ABOUT THIS TASK> Whenever the word "existing" turns up in a line of the data below, copy that line.

START EXCERPTED DATA

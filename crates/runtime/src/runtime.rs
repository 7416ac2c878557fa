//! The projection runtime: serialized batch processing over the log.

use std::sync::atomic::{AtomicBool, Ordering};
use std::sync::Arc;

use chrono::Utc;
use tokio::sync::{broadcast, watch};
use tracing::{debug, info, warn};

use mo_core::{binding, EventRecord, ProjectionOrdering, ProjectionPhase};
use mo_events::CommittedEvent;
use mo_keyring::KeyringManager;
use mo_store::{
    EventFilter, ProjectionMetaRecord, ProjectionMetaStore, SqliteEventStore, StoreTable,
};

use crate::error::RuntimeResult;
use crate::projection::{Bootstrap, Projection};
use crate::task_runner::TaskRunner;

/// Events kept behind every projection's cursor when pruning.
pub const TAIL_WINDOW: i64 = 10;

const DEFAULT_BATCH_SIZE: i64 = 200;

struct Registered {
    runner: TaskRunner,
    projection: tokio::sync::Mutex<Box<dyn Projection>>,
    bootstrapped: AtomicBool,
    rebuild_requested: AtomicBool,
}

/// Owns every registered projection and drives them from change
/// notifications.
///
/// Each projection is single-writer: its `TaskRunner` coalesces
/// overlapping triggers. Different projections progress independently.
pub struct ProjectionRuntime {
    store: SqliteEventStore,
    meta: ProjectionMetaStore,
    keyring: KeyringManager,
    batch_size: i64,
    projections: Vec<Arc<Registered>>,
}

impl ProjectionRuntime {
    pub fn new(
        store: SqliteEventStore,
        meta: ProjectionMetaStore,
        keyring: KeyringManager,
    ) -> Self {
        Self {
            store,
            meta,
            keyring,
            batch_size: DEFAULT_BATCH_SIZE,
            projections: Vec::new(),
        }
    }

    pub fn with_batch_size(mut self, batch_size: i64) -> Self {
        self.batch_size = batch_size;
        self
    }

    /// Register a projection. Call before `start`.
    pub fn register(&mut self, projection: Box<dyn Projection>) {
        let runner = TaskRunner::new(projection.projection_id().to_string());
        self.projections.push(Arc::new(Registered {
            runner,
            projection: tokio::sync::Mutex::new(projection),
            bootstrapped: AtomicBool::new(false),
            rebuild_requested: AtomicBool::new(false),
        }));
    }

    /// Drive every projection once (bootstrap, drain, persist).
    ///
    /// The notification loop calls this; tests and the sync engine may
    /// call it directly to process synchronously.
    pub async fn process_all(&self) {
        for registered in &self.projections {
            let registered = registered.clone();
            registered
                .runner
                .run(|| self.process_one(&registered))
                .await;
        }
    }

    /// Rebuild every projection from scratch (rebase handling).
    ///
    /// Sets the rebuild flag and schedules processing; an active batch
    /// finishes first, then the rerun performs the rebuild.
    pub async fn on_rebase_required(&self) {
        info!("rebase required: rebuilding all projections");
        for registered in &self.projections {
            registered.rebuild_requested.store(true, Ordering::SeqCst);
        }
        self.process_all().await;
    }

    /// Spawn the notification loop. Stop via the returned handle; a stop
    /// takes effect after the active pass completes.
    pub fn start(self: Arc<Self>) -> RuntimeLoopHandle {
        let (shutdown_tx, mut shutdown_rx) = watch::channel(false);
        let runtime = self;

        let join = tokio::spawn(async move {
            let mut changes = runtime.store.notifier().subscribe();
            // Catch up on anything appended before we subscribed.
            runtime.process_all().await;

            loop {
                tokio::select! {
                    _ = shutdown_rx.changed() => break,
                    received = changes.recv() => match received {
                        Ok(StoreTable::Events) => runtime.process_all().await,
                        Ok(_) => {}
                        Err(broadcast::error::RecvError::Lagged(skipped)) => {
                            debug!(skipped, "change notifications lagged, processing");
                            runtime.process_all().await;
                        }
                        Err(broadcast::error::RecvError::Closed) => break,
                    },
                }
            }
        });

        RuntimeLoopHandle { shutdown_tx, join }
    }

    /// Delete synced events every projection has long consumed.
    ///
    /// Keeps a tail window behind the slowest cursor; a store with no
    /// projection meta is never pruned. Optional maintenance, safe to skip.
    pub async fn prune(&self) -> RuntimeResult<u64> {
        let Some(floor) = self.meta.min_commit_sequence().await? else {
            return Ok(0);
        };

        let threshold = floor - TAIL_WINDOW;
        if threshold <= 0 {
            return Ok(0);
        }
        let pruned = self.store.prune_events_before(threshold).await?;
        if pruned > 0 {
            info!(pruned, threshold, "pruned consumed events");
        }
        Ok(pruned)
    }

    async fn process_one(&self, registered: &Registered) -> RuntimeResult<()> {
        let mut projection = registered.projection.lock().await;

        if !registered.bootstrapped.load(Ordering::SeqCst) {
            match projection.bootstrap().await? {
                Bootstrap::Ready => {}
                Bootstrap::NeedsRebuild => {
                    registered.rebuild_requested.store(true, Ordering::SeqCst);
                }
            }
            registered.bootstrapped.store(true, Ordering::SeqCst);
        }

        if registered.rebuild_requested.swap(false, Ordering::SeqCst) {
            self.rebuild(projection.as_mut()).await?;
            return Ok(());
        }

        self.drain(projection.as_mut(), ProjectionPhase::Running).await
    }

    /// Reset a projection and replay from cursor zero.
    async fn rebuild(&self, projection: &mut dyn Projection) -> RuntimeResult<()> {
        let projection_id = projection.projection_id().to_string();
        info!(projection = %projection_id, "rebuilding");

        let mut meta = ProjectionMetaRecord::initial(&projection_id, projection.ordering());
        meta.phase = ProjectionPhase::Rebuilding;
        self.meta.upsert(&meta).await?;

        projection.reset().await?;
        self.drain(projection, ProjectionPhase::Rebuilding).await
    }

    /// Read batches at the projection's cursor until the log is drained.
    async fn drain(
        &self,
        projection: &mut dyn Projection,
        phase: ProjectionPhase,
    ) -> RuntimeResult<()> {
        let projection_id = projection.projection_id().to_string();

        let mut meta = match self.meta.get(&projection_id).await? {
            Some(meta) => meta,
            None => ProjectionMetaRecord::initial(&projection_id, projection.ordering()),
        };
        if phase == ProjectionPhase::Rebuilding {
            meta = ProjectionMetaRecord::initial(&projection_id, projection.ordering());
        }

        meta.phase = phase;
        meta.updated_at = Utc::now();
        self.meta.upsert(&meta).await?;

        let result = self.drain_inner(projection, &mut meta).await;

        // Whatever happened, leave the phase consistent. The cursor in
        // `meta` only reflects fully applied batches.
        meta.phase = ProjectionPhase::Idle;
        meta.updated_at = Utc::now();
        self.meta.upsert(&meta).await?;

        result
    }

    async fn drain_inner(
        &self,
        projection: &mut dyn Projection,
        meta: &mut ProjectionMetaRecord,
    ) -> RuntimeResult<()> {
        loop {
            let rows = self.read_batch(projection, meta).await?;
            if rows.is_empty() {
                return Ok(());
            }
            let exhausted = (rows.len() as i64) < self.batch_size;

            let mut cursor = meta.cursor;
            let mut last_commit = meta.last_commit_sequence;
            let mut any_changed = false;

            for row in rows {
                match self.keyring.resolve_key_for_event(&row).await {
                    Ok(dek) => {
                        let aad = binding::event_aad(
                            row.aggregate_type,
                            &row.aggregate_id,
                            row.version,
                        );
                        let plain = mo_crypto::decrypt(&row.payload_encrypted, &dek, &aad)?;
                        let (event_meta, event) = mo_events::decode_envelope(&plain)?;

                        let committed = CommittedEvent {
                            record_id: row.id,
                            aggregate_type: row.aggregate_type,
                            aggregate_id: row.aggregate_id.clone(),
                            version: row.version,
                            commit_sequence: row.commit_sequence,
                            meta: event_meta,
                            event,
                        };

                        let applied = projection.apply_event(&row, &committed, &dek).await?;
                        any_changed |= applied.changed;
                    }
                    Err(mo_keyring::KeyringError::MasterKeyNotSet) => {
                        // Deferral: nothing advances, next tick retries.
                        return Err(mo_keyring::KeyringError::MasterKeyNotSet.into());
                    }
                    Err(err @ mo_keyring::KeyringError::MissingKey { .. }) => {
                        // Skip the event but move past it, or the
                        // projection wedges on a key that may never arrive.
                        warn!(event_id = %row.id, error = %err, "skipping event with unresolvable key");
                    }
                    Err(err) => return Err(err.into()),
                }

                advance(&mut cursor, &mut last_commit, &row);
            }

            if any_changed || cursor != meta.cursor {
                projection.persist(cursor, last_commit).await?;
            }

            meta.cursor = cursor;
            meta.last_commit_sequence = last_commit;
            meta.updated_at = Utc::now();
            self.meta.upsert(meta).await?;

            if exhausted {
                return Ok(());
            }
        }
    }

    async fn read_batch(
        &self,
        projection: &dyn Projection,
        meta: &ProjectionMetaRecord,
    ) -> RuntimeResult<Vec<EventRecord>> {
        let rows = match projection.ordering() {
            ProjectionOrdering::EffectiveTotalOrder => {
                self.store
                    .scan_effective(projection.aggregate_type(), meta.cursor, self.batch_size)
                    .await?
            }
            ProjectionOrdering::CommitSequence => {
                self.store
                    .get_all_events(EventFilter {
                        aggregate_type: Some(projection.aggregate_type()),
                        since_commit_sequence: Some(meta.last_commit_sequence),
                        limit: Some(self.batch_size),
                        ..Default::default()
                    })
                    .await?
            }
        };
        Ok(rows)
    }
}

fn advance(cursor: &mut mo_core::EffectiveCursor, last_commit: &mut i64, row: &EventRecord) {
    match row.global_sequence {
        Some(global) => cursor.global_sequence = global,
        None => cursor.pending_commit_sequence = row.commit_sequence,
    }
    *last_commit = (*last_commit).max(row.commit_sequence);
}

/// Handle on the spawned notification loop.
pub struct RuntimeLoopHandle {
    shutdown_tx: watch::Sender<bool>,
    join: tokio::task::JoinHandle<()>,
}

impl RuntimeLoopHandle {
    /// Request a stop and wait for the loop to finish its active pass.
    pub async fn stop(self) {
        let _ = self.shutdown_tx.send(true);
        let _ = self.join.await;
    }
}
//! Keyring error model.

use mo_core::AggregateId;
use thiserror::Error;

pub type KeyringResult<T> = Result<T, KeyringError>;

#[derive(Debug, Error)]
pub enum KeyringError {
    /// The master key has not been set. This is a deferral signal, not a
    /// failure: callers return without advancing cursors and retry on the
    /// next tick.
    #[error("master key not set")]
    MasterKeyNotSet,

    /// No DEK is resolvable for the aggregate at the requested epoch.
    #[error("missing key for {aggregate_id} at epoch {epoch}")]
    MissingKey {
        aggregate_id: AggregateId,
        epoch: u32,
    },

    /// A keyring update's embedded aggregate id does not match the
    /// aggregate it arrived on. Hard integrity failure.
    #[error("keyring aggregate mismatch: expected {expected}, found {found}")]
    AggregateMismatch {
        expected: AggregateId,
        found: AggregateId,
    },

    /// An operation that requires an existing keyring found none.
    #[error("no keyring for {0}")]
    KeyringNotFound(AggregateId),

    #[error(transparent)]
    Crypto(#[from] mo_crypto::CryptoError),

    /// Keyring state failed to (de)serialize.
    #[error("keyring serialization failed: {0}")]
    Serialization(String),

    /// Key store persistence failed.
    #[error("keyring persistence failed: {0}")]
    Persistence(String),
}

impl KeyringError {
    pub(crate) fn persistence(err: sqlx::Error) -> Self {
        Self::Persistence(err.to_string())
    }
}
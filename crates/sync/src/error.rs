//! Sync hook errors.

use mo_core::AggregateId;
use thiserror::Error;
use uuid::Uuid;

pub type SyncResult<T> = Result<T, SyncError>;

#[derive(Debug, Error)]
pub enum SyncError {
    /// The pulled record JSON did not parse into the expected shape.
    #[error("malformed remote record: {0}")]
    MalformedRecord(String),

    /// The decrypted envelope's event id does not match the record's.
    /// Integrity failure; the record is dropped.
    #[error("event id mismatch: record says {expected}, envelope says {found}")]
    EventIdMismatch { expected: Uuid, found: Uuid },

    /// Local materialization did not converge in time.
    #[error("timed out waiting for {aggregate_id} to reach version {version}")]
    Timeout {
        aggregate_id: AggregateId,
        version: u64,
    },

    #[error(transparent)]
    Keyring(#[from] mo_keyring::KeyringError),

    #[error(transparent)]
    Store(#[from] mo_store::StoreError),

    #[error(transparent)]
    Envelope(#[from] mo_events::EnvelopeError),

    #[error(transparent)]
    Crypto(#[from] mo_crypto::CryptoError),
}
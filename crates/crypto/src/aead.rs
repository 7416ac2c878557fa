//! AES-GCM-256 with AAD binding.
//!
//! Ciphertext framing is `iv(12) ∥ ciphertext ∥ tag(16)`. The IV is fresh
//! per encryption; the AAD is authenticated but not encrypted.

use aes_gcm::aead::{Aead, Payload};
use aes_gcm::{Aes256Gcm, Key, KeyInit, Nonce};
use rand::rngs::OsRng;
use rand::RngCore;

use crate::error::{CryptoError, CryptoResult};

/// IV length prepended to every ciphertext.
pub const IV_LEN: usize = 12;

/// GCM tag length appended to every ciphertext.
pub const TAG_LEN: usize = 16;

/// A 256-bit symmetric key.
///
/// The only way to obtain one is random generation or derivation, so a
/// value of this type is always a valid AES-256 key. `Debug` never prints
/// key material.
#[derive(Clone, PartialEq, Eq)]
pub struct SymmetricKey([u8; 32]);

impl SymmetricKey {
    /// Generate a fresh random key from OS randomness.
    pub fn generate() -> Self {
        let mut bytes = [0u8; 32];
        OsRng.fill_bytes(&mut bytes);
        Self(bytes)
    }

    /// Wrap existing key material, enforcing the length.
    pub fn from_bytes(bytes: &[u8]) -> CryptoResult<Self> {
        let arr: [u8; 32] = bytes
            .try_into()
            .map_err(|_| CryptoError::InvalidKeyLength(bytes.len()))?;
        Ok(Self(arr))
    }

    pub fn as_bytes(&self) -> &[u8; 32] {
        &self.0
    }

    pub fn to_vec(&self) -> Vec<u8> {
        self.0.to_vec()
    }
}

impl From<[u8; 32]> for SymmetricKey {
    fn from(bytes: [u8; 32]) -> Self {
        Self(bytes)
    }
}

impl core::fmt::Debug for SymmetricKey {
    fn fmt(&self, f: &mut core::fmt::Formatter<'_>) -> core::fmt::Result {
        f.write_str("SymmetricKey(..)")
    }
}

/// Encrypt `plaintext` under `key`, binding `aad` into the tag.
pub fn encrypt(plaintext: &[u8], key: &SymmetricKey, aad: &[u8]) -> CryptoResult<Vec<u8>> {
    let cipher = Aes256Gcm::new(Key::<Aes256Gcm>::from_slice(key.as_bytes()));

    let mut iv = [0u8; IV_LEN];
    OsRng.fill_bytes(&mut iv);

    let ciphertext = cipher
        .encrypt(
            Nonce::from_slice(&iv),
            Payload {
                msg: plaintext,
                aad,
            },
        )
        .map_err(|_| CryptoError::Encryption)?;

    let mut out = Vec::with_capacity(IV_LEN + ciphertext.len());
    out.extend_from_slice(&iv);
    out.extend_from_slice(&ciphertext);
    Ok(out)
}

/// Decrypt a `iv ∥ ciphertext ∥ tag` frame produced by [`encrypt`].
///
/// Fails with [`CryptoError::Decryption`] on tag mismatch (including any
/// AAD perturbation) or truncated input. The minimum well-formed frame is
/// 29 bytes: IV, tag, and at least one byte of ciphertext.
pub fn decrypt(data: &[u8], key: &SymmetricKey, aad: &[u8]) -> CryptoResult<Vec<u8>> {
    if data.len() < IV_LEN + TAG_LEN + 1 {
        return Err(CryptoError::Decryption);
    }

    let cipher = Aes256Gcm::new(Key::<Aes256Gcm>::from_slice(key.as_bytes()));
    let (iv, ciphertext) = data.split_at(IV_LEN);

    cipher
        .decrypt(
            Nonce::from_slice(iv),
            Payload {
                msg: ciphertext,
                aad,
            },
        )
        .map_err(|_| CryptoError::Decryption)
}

END EXCERPTED DATA

OUTPUT FOR THIS EXERCISE>
    /// An operation that requires an existing keyring found none.
    /// Wrap existing key material, enforcing the length.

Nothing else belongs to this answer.